My son, Trip, and I had a rough go with nursing when he was born; as so many moms know, the breastfeeding struggle is real. My supply simply wasn’t meeting Trip’s demand, so we spent many nights in tears (yes, both of us) while I sent my husband on a 2 a.m. run to CVS to get formula. I felt like such a failure, so when my body finally kicked into gear and breastfeeding became (almost) easy, I did a happy dance and celebrated my newfound ability to feed a tiny human. And once Trip got the hang of breastfeeding, that was it: He was a boob barnacle, attached by mouth or hand to my breasts at all times. And I was OK with that.
It wasn’t long before friends who’d had kids around the same time I did began weaning. They complained about their swollen boobs, stuffed cabbage leaves in their bras and bemoaned that they were still producing milk six months later. I just smiled, grateful for the little nugget snuggled into me, happily sucking away while I thought of how far from weaning we were.
Between Trip’s second and third birthday, he stopped wanting to nurse so much during the day and only nursed when I put him down for his nap and for the night. I thought, this is it. He’s weaning himself. Soon he’ll only nurse occasionally, and then not at all. But that never happened. And I was OK with that, too.
Because here’s the thing: When he’s ready, he’ll stop. It’s not about when I’m ready, or my husband is, or when my busybody neighbor is ready. It’s about Trip. And if he still feels like breastfeeding is something that helps him get to sleep, then I’m here for it. I don’t ever offer my boobs to him, but when he sits in my lap and fishes around for a snack, I don’t say no. After all, kids use pacifiers or suck their thumbs well into toddlerhood; that’s not seen as taboo.
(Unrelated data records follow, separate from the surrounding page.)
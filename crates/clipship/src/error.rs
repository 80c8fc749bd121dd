use std::path::PathBuf;
use thiserror::Error;

#[derive(Error, Debug)]
pub enum ClipshipError {
    #[error("Configuration error: {0}")]
    Config(#[from] ConfigError),

    #[error("Record store error: {0}")]
    Store(#[from] crate::store::StoreError),

    #[error("Dispatch error: {0}")]
    Dispatch(#[from] crate::dispatch::DispatchError),

    #[error("Workflow error: {0}")]
    Workflow(#[from] crate::workflow::WorkflowError),

    #[error("Staging error: {0}")]
    Staging(#[from] StagingError),
}

#[derive(Error, Debug)]
pub enum ConfigError {
    #[error("Required environment variable '{name}' is not set")]
    MissingEnv { name: String },

    #[error("Invalid value for '{name}': {reason}")]
    InvalidValue { name: String, reason: String },

    #[error("Failed to parse field schema JSON: {0}")]
    ParseSchema(#[from] serde_json::Error),

    #[error("Field schema validation failed: {message}")]
    SchemaValidation { message: String },
}

#[derive(Error, Debug)]
pub enum StagingError {
    #[error("Failed to create directory '{path}': {source}")]
    CreateDirectory {
        path: PathBuf,
        #[source]
        source: std::io::Error,
    },

    #[error("Failed to copy '{from}' to '{to}': {source}")]
    CopyFile {
        from: PathBuf,
        to: PathBuf,
        #[source]
        source: std::io::Error,
    },

    #[error("Failed to write file '{path}': {source}")]
    WriteFile {
        path: PathBuf,
        #[source]
        source: std::io::Error,
    },

    #[error("Failed to read file '{path}': {source}")]
    ReadFile {
        path: PathBuf,
        #[source]
        source: std::io::Error,
    },

    #[error("No free destination name for '{0}'")]
    Exhausted(PathBuf),
}

pub type Result<T> = std::result::Result<T, ClipshipError>;
//! Rescue relocation: write-backs must survive identity drift.

mod common;

use serde_json::json;
use wiremock::matchers::{method, path};
use wiremock::{Mock, MockServer, ResponseTemplate};

use clipship::config::FieldSchema;
use clipship::dispatch::reconcile::{failure_fields, Reconciler, RescueKey, WriteOutcome};
use clipship::store::{JobRecord, TableClient};

use common::builders::RecordBuilder;
use common::harness::{mount_list, mount_token, store_config, update_path};

const SOURCE: &str = "/srv/videos/clip.mp4";
const ACCOUNT: &str = "studio";
const SCHEDULED: i64 = 1_786_075_200_000;

fn original_record() -> JobRecord {
    let raw = RecordBuilder::new("recOLD00001")
        .account(ACCOUNT)
        .source_path(SOURCE)
        .scheduled_at(SCHEDULED)
        .title("Morning run")
        .build();
    let raw: clipship::store::RawRecord = serde_json::from_value(raw).unwrap();
    JobRecord::decode(&raw, &FieldSchema::default())
}

fn write_payload(schema: &FieldSchema) -> serde_json::Map<String, serde_json::Value> {
    failure_fields(
        schema,
        &Default::default(),
        "publish failed",
        "host-abc",
        "2026-08-07T12:00:00+08:00",
    )
}

/// Mounts a one-shot update rejection, then a permanent acceptance.
async fn mount_reject_then_accept(server: &MockServer) {
    Mock::given(method("POST"))
        .and(path(update_path()))
        .respond_with(ResponseTemplate::new(200).set_body_json(json!({
            "code": 1254043,
            "msg": "RecordIdNotFound",
        })))
        .up_to_n_times(1)
        .expect(1)
        .mount(server)
        .await;

    Mock::given(method("POST"))
        .and(path(update_path()))
        .respond_with(ResponseTemplate::new(200).set_body_json(json!({ "code": 0, "msg": "ok" })))
        .expect(1)
        .mount(server)
        .await;
}

#[tokio::test]
async fn rescue_relocates_record_and_writes_once() {
    let server = MockServer::start().await;
    mount_token(&server).await;
    mount_reject_then_accept(&server).await;

    // The snapshot now holds the same logical record under a new identity,
    // with an unrelated field difference (edited title), plus noise.
    mount_list(
        &server,
        vec![
            RecordBuilder::new("recOTHER001")
                .account("someone-else")
                .source_path("/srv/videos/other.mp4")
                .scheduled_at(SCHEDULED)
                .build(),
            RecordBuilder::new("recNEW00002")
                .account(ACCOUNT)
                .source_path(SOURCE)
                .scheduled_at(SCHEDULED)
                .title("Edited by an operator")
                .extra("reviewer_note", json!("moved from the intake table"))
                .build(),
        ],
    )
    .await;

    let schema = FieldSchema::default();
    let client = TableClient::new(store_config(&server)).unwrap();
    let token = client.authenticate().await.unwrap();

    let original = original_record();
    let rescue = RescueKey::of(&original);
    let reconciler = Reconciler::new(&client, &schema);

    let outcome = reconciler
        .reconcile(&token, &original.identity, &rescue, write_payload(&schema))
        .await
        .unwrap();

    assert_eq!(
        outcome,
        WriteOutcome::Rescued {
            identity: "recNEW00002".to_string()
        }
    );

    // Exactly one write landed, and it targeted the relocated identity.
    let bodies = common::harness::update_bodies(&server).await;
    assert_eq!(bodies.len(), 2);
    assert_eq!(bodies[0]["records"][0]["record_id"], "recOLD00001");
    assert_eq!(bodies[1]["records"][0]["record_id"], "recNEW00002");
}

#[tokio::test]
async fn direct_write_success_skips_rescue() {
    let server = MockServer::start().await;
    mount_token(&server).await;

    Mock::given(method("POST"))
        .and(path(update_path()))
        .respond_with(ResponseTemplate::new(200).set_body_json(json!({ "code": 0, "msg": "ok" })))
        .expect(1)
        .mount(&server)
        .await;

    // Rescue would need a listing; none may happen.
    Mock::given(method("GET"))
        .and(path(common::harness::records_path()))
        .respond_with(ResponseTemplate::new(200).set_body_json(json!({
            "code": 0,
            "data": { "items": [], "has_more": false },
        })))
        .expect(0)
        .mount(&server)
        .await;

    let schema = FieldSchema::default();
    let client = TableClient::new(store_config(&server)).unwrap();
    let token = client.authenticate().await.unwrap();

    let original = original_record();
    let rescue = RescueKey::of(&original);
    let reconciler = Reconciler::new(&client, &schema);

    let outcome = reconciler
        .reconcile(&token, &original.identity, &rescue, write_payload(&schema))
        .await
        .unwrap();
    assert_eq!(outcome, WriteOutcome::Direct);
}

#[tokio::test]
async fn rescue_without_match_is_unrecoverable() {
    let server = MockServer::start().await;
    mount_token(&server).await;

    Mock::given(method("POST"))
        .and(path(update_path()))
        .respond_with(ResponseTemplate::new(200).set_body_json(json!({
            "code": 1254043,
            "msg": "RecordIdNotFound",
        })))
        .expect(1)
        .mount(&server)
        .await;

    mount_list(
        &server,
        vec![RecordBuilder::new("recOTHER001")
            .account(ACCOUNT)
            .source_path("/srv/videos/different.mp4")
            .scheduled_at(SCHEDULED)
            .build()],
    )
    .await;

    let schema = FieldSchema::default();
    let client = TableClient::new(store_config(&server)).unwrap();
    let token = client.authenticate().await.unwrap();

    let original = original_record();
    let rescue = RescueKey::of(&original);
    let reconciler = Reconciler::new(&client, &schema);

    let outcome = reconciler
        .reconcile(&token, &original.identity, &rescue, write_payload(&schema))
        .await
        .unwrap();
    assert_eq!(outcome, WriteOutcome::Unrecoverable);
}

#[tokio::test]
async fn rescue_listing_failure_is_unrecoverable_not_fatal() {
    let server = MockServer::start().await;
    mount_token(&server).await;

    Mock::given(method("POST"))
        .and(path(update_path()))
        .respond_with(ResponseTemplate::new(200).set_body_json(json!({
            "code": 1254043,
            "msg": "RecordIdNotFound",
        })))
        .mount(&server)
        .await;

    Mock::given(method("GET"))
        .and(path(common::harness::records_path()))
        .respond_with(ResponseTemplate::new(502))
        .mount(&server)
        .await;

    let schema = FieldSchema::default();
    let client = TableClient::new(store_config(&server)).unwrap();
    let token = client.authenticate().await.unwrap();

    let original = original_record();
    let rescue = RescueKey::of(&original);
    let reconciler = Reconciler::new(&client, &schema);

    let outcome = reconciler
        .reconcile(&token, &original.identity, &rescue, write_payload(&schema))
        .await
        .unwrap();
    assert_eq!(outcome, WriteOutcome::Unrecoverable);
}
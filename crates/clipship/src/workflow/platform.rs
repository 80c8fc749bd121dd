//! URLs and selectors for the creator platform's upload surfaces.
//!
//! The composer is a client-rendered app whose class names are partially
//! hashed; selectors anchor on the stable prefixes and on visible labels.

pub const HOME_URL: &str = "https://creator.douyin.com/";
pub const UPLOAD_URL: &str = "https://creator.douyin.com/creator-micro/content/upload";

/// The two known post-upload composer surfaces; either counts as "ready".
pub const COMPOSER_URL_V1: &str = "https://creator.douyin.com/creator-micro/content/publish";
pub const COMPOSER_URL_V2: &str = "https://creator.douyin.com/creator-micro/content/post/video";

/// Landing surface after a successful publish.
pub const MANAGE_URL_PREFIX: &str = "https://creator.douyin.com/creator-micro/content/manage";

/// Visible on the login wall when the session is not authenticated.
pub const LOGIN_PROMPT_XPATH: &str =
    "//*[contains(text(),'手机号登录') or contains(text(),'扫码登录')]";

/// File input of the initial upload surface.
pub const FILE_INPUT_CSS: &str = "div[class^='container'] input";

/// Title field on the composer; newer builds render a dedicated input,
/// older ones a contenteditable area.
pub const TITLE_INPUT_XPATH: &str =
    "//*[text()='作品标题']/../following-sibling::div[1]//input";
pub const TITLE_EDITOR_CSS: &str = ".notranslate";

/// Topic tag editor.
pub const TOPIC_EDITOR_CSS: &str = ".zone-container";

/// Rendered once the binary upload completed.
pub const UPLOAD_DONE_XPATH: &str =
    "//*[starts-with(@class,'long-card')]//div[contains(text(),'重新上传')]";
/// Rendered when the binary upload failed and should be resubmitted.
pub const UPLOAD_FAILED_XPATH: &str =
    "//div[contains(@class,'progress-div')]/div[contains(text(),'上传失败')]";
pub const REUPLOAD_INPUT_CSS: &str = "div.progress-div [class^='upload-btn-input']";

// Cover picker dialog.
pub const THUMBNAIL_OPEN_XPATH: &str = "//*[text()='选择封面']";
pub const THUMBNAIL_MODAL_CSS: &str = "div.semi-modal-content";
pub const THUMBNAIL_VERTICAL_XPATH: &str = "//*[text()='设置竖封面']";
pub const THUMBNAIL_UPLOAD_INPUT_CSS: &str =
    "div[class^='semi-upload upload'] input.semi-upload-hidden-input";
pub const THUMBNAIL_FINISH_XPATH: &str =
    "//div[starts-with(@class,'extractFooter')]//button[contains(.,'完成')]";

// Product attachment ("extended info" card → tag row → cart mode).
pub const EXTENSION_HEADING_XPATH: &str = "//*[normalize-space()='扩展信息']";
pub const TAG_ROW_XPATH: &str =
    "//div[contains(@class,'semi-form-field')][.//*[contains(normalize-space(),'添加标签')]]";
pub const TYPE_SELECT_CSS: &str = ".semi-select";
pub const CART_OPTION_XPATH: &str =
    "//*[@role='listbox']//*[@role='option'][contains(.,'购物车')]";
pub const CART_LABEL: &str = "购物车";
pub const LINK_INPUT_CSS: &str =
    "#douyin_creator_pc_anchor_jump input, #douyin_creator_pc_anchor_jump textarea";
pub const ADD_LINK_XPATH: &str = ".//*[contains(normalize-space(),'添加链接')]";

/// The item-edit dialog that confirms the link was accepted.
pub const PRODUCT_DIALOG_XPATH: &str =
    "//div[contains(@class,'semi-modal-wrap')][contains(.,'编辑商品')]";
/// The quota-exhausted notice; its appearance hard-aborts the job.
pub const QUOTA_NOTICE_XPATH: &str = "//*[contains(text(),'额度已满')]";
pub const SHORT_TITLE_INPUT_XPATH: &str =
    ".//input[contains(@placeholder,'短标题')] | .//textarea[contains(@placeholder,'短标题')]";
pub const DIALOG_FINISH_XPATH: &str = ".//button[contains(.,'完成')]";

/// Any blocking modal; must be gone before scheduling.
pub const MODAL_WRAP_CSS: &str = ".semi-portal .semi-modal-wrap";
/// Button labels tried, in order, to dismiss a lingering modal.
pub const MODAL_DISMISS_LABELS: &[&str] = &["完成编辑", "完成", "取消", "关闭"];

// Scheduling.
pub const SCHEDULE_RADIO_XPATH: &str =
    "//*[starts-with(@class,'radio')][contains(.,'定时发布')]";
pub const SCHEDULE_INPUT_CSS: &str = ".semi-input[placeholder='日期和时间']";
pub const SCHEDULE_TIME_FORMAT: &str = "%Y-%m-%d %H:%M";

// Third-party syndication switch.
pub const SYNDICATION_SWITCH_CSS: &str =
    "[class^='info'] > [class^='first-part'] div div.semi-switch";
pub const SYNDICATION_CHECKED_CLASS: &str = "semi-switch-checked";
pub const SYNDICATION_TOGGLE_CSS: &str = "input.semi-switch-native-control";

pub const PUBLISH_BUTTON_XPATH: &str = "//button[normalize-space()='发布']";
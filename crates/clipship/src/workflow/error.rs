//! Publish workflow error types.

use std::path::PathBuf;
use thiserror::Error;

#[derive(Error, Debug)]
pub enum WorkflowError {
    /// WebDriver protocol or session failure.
    #[error("Browser error: {0}")]
    Browser(#[from] thirtyfour::error::WebDriverError),

    /// The chromedriver child process could not be started or reached.
    #[error("WebDriver server error: {0}")]
    Driver(String),

    /// Stored credential missing, expired, or not refreshable here.
    #[error("Credential error: {0}")]
    Credential(String),

    /// A bounded wait on a platform state transition ran out.
    #[error("Timed out waiting for {stage}")]
    Timeout { stage: &'static str },

    /// Credential file could not be read or written.
    #[error("Credential file error at '{path}': {source}")]
    CredentialFile {
        path: PathBuf,
        #[source]
        source: std::io::Error,
    },

    /// Persisted cookie payload could not be (de)serialized.
    #[error("Credential encoding error: {0}")]
    CredentialEncoding(#[from] serde_json::Error),

    /// The source video is missing or not a regular file.
    #[error("Video file does not exist or is not a file: {0}")]
    MissingVideo(PathBuf),

    /// An unusable publish-time argument.
    #[error("Invalid publish time '{0}': expected 0 or YYYY-MM-DD HH:MM")]
    InvalidPublishTime(String),

    /// Sidecar metadata could not be read.
    #[error("Sidecar error: {0}")]
    Sidecar(#[from] crate::error::StagingError),
}

pub type Result<T> = std::result::Result<T, WorkflowError>;
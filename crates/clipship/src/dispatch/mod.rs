//! The dispatch loop.
//!
//! One cycle: authenticate to the record store, pull the full snapshot,
//! filter it through the readiness predicate, and run each due job to
//! completion, strictly sequentially: each account owns exactly
//! one credential file and the platform tolerates one session per account.
//! A failing job is logged and skipped; the cycle always continues to the
//! remaining jobs.

pub mod error;
pub mod outcome;
pub mod ready;
pub mod reconcile;

use std::path::{Path, PathBuf};
use std::process::Stdio;

use chrono::{SecondsFormat, TimeZone, Utc};
use log::{error, info, warn};
use sha1::{Digest, Sha1};
use tokio::io::{AsyncBufReadExt, AsyncRead, BufReader};
use tokio::process::Command;
use tracing::{info_span, Instrument};

use crate::config::{Config, StoreConfig};
use crate::sidecar::{self, SidecarMeta};
use crate::staging::Staging;
use crate::store::{JobRecord, StoreError, TableClient, Token};
use crate::workflow::platform::SCHEDULE_TIME_FORMAT;

pub use error::DispatchError;
pub use outcome::WorkflowOutcome;
pub use ready::is_ready;
pub use reconcile::{outcome_fields, failure_fields, Reconciler, RescueKey, WriteOutcome};

use error::Result;

/// Fixed error text for a non-absolute source path.
const ERR_NOT_ABSOLUTE: &str = "video path must be absolute path";
/// Fixed error text for a missing source file.
const ERR_NOT_A_FILE: &str = "video file does not exist or is not a file";

/// What one dispatch cycle did.
#[derive(Debug, Clone, Default)]
pub struct CycleReport {
    pub total: usize,
    pub ready: usize,
    pub succeeded: usize,
    pub failed: usize,
    /// Jobs whose outcome could not be written back at all (direct write
    /// and rescue both failed). They remain visible only in the logs.
    pub unrecoverable_writes: usize,
}

/// Identifier of the machine executing jobs, written back with every
/// outcome so operators can tell which host ran what.
pub fn execution_host() -> String {
    let hostname = gethostname::gethostname().to_string_lossy().into_owned();
    let base = format!(
        "{}|{}|{}",
        hostname,
        std::env::consts::OS,
        std::env::consts::ARCH
    );
    let digest = Sha1::digest(base.as_bytes());
    let fingerprint: String = digest.iter().take(6).map(|b| format!("{:02x}", b)).collect();
    format!("{}-{}", hostname, fingerprint)
}

struct JobResult {
    succeeded: bool,
    write: WriteOutcome,
}

pub struct Dispatcher {
    config: Config,
    client: TableClient,
    staging: Staging,
}

impl Dispatcher {
    pub fn new(config: Config, store: StoreConfig) -> std::result::Result<Self, StoreError> {
        let client = TableClient::new(store)?;
        let staging = Staging::new(&config.dirs.videos, config.timezone());
        Ok(Self {
            config,
            client,
            staging,
        })
    }

    /// Runs one dispatch cycle. Store authentication and listing failures
    /// abort the cycle; everything after that is contained per job.
    pub async fn run(&self, headed: bool) -> Result<CycleReport> {
        let token = self.client.authenticate().await?;
        let records = self.client.list_all(&token).await?;

        let now_ms = Utc::now().timestamp_millis();
        let jobs: Vec<JobRecord> = records
            .iter()
            .map(|raw| JobRecord::decode(raw, &self.config.schema))
            .filter(|job| is_ready(job, now_ms))
            .collect();

        let mut report = CycleReport {
            total: records.len(),
            ready: jobs.len(),
            ..CycleReport::default()
        };
        info!("{} records in table, {} due for publishing", report.total, report.ready);

        for job in &jobs {
            let span = info_span!("job", record = %job.identity, account = %job.account);
            match self.process_job(&token, job, headed).instrument(span).await {
                Ok(result) => {
                    if result.succeeded {
                        report.succeeded += 1;
                    } else {
                        report.failed += 1;
                    }
                    if result.write == WriteOutcome::Unrecoverable {
                        report.unrecoverable_writes += 1;
                        error!(
                            "Outcome for record '{}' could not be written back at all",
                            job.identity
                        );
                    }
                }
                Err(e) => {
                    // Contained: the remaining jobs still run, and the job
                    // stays observable through this log line.
                    error!("Record '{}' failed without a write-back: {}", job.identity, e);
                    report.failed += 1;
                    report.unrecoverable_writes += 1;
                }
            }
        }

        info!(
            "Cycle complete: {} succeeded, {} failed, {} write-backs lost",
            report.succeeded, report.failed, report.unrecoverable_writes
        );
        Ok(report)
    }

    async fn process_job(&self, token: &Token, job: &JobRecord, headed: bool) -> Result<JobResult> {
        let now_ms = Utc::now().timestamp_millis();
        let ran_at = Utc::now()
            .with_timezone(&self.config.timezone())
            .to_rfc3339_opts(SecondsFormat::Secs, false);
        let host = execution_host();

        // Snapshot the rescue key before anything derives or mutates
        // values, so relocation converges on the original record.
        let rescue = RescueKey::of(job);
        let reconciler = Reconciler::new(&self.client, &self.config.schema);

        // Only an absolute path to an existing file is accepted.
        let source = match &job.source_path {
            Some(path) if Path::new(path).is_absolute() => PathBuf::from(path),
            _ => {
                warn!("Record '{}': {}", job.identity, ERR_NOT_ABSOLUTE);
                let fields = failure_fields(
                    &self.config.schema,
                    &self.config.status,
                    ERR_NOT_ABSOLUTE,
                    &host,
                    &ran_at,
                );
                let write = reconciler.reconcile(token, &job.identity, &rescue, fields).await?;
                return Ok(JobResult {
                    succeeded: false,
                    write,
                });
            }
        };
        if !source.is_file() {
            warn!("Record '{}': {}", job.identity, ERR_NOT_A_FILE);
            let fields = failure_fields(
                &self.config.schema,
                &self.config.status,
                ERR_NOT_A_FILE,
                &host,
                &ran_at,
            );
            let write = reconciler.reconcile(token, &job.identity, &rescue, fields).await?;
            return Ok(JobResult {
                succeeded: false,
                write,
            });
        }

        // Stage the video and materialize its sidecar.
        let publish_ms = job.scheduled_at.unwrap_or(now_ms);
        let dest_name = self.staging.destination_name(&job.account, publish_ms, &source);
        let staged = self.staging.stage_video(&source, &dest_name)?;
        let meta = SidecarMeta {
            title: job.title.clone(),
            topics: job
                .topics
                .as_deref()
                .map(sidecar::normalize_topics)
                .unwrap_or_default(),
            product_link: job.product_link.clone(),
            product_short_title: job.product_short_title.clone(),
        };
        let sidecar_path = sidecar::write_sidecar(&staged, &meta)?;
        info!(
            "Staged {} with sidecar {}",
            staged.display(),
            sidecar_path.display()
        );

        // Run the workflow out-of-process and classify its transcript.
        let (exit_code, transcript) = self
            .run_workflow(&job.account, &staged, job.scheduled_at, now_ms, headed)
            .await?;
        let workflow_outcome = WorkflowOutcome::classify(exit_code, &transcript);

        let fields = outcome_fields(
            &workflow_outcome,
            &self.config.schema,
            &self.config.status,
            &host,
            &ran_at,
        );
        let write = reconciler.reconcile(token, &job.identity, &rescue, fields).await?;

        match (&workflow_outcome, &write) {
            (WorkflowOutcome::Success, WriteOutcome::Direct) => {
                info!("Record '{}' published and written back", job.identity)
            }
            (WorkflowOutcome::Success, WriteOutcome::Rescued { identity }) => {
                info!(
                    "Record '{}' published; written back via rescue as '{}'",
                    job.identity, identity
                )
            }
            (WorkflowOutcome::Success, WriteOutcome::Unrecoverable) => {
                warn!("Record '{}' published but the write-back failed", job.identity)
            }
            (outcome, write) => {
                warn!(
                    "Record '{}' failed ({}); write-back: {:?}",
                    job.identity,
                    outcome.error_text().unwrap_or("unknown"),
                    write
                )
            }
        }

        Ok(JobResult {
            succeeded: workflow_outcome.is_success(),
            write,
        })
    }

    /// Spawns the workflow runner as a child process, streaming its merged
    /// output into the log while capturing it as the transcript.
    async fn run_workflow(
        &self,
        account: &str,
        video: &Path,
        scheduled_at: Option<i64>,
        now_ms: i64,
        headed: bool,
    ) -> Result<(Option<i32>, String)> {
        let mut command = match &self.config.dispatch.runner_program {
            Some(program) => Command::new(program),
            None => {
                let exe = std::env::current_exe()
                    .map_err(|e| DispatchError::RunnerPath(e.to_string()))?;
                let mut command = Command::new(exe);
                command.arg("upload");
                command
            }
        };

        command
            .arg(video)
            .arg("--account")
            .arg(account)
            .arg("--publish-time")
            .arg(self.publish_time_arg(scheduled_at, now_ms));
        if headed {
            command.arg("--headed");
        }
        command
            .stdin(Stdio::null())
            .stdout(Stdio::piped())
            .stderr(Stdio::piped())
            .kill_on_drop(true);

        info!("Launching workflow runner for '{}'", account);
        let mut child = command.spawn()?;

        let stdout = child.stdout.take();
        let stderr = child.stderr.take();
        let (mut transcript, err_output) =
            tokio::join!(collect_output(stdout), collect_output(stderr));
        transcript.push_str(&err_output);

        let status = child.wait().await?;
        info!("Workflow runner exited with {:?}", status.code());
        Ok((status.code(), transcript))
    }

    /// `0` for immediate publishing, otherwise the target local time in
    /// the runner's expected format. Times at-or-before now collapse to
    /// immediate.
    fn publish_time_arg(&self, scheduled_at: Option<i64>, now_ms: i64) -> String {
        match scheduled_at {
            Some(at) if at > now_ms => self
                .config
                .timezone()
                .timestamp_millis_opt(at)
                .single()
                .map(|dt| dt.format(SCHEDULE_TIME_FORMAT).to_string())
                .unwrap_or_else(|| "0".to_string()),
            _ => "0".to_string(),
        }
    }
}

/// Drains one output stream line by line, echoing into the log and
/// returning the captured text.
async fn collect_output<R>(reader: Option<R>) -> String
where
    R: AsyncRead + Unpin,
{
    let mut captured = String::new();
    let Some(reader) = reader else {
        return captured;
    };

    let mut lines = BufReader::new(reader).lines();
    while let Ok(Some(line)) = lines.next_line().await {
        info!(target: "runner", "{}", line);
        captured.push_str(&line);
        captured.push('\n');
    }
    captured
}

#[cfg(test)]
mod tests {
    use super::*;

    #[test]
    fn test_execution_host_shape() {
        let host = execution_host();
        // hostname + '-' + 12 hex chars
        let (name, fingerprint) = host.rsplit_once('-').unwrap();
        assert!(!name.is_empty());
        assert_eq!(fingerprint.len(), 12);
        assert!(fingerprint.chars().all(|c| c.is_ascii_hexdigit()));
    }

    #[test]
    fn test_execution_host_stable() {
        assert_eq!(execution_host(), execution_host());
    }
}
Why does it matter if they’re sucking something that happens to be a part of me?
The World Health Organization says, “Exclusive breastfeeding is recommended up to 6 months of age, with continued breastfeeding along with appropriate complementary foods up to two years of age or beyond.” A little louder for the people in the back: “… two years of age or beyond.”
The Mayo Clinic has this to say on the topic:
“The benefits of breast-feeding beyond infancy for a baby include:
- “Balanced nutrition. Breast milk is considered the gold standard for infant nutrition. As your baby gets older, the composition of your breast milk will continue to change to meet his or her nutritional needs. There’s no known age at which breast milk is considered to become nutritionally insignificant for a child.
- “Boosted immunity. As long as you breast-feed, the cells, hormones and antibodies in your breast milk will continue to bolster your baby’s immune system.
- “Improved health. Research suggests that the longer breast-feeding continues and the more breast milk a baby drinks, the better his or her health might be.”
I don’t know when Trip will want to stop. It could be another year, or it could be tomorrow. But if you’re feeling ashamed or embarrassed because you’re breastfeeding — or thinking about continuing to breastfeed — longer than anyone else you know, please don’t be. Ignore the haters. Even if the haters include your mom.
Some people don’t breastfeed at all. That’s great. Some people breastfeed for one month or a year or four. Whatever you feel is right for you and your child is right.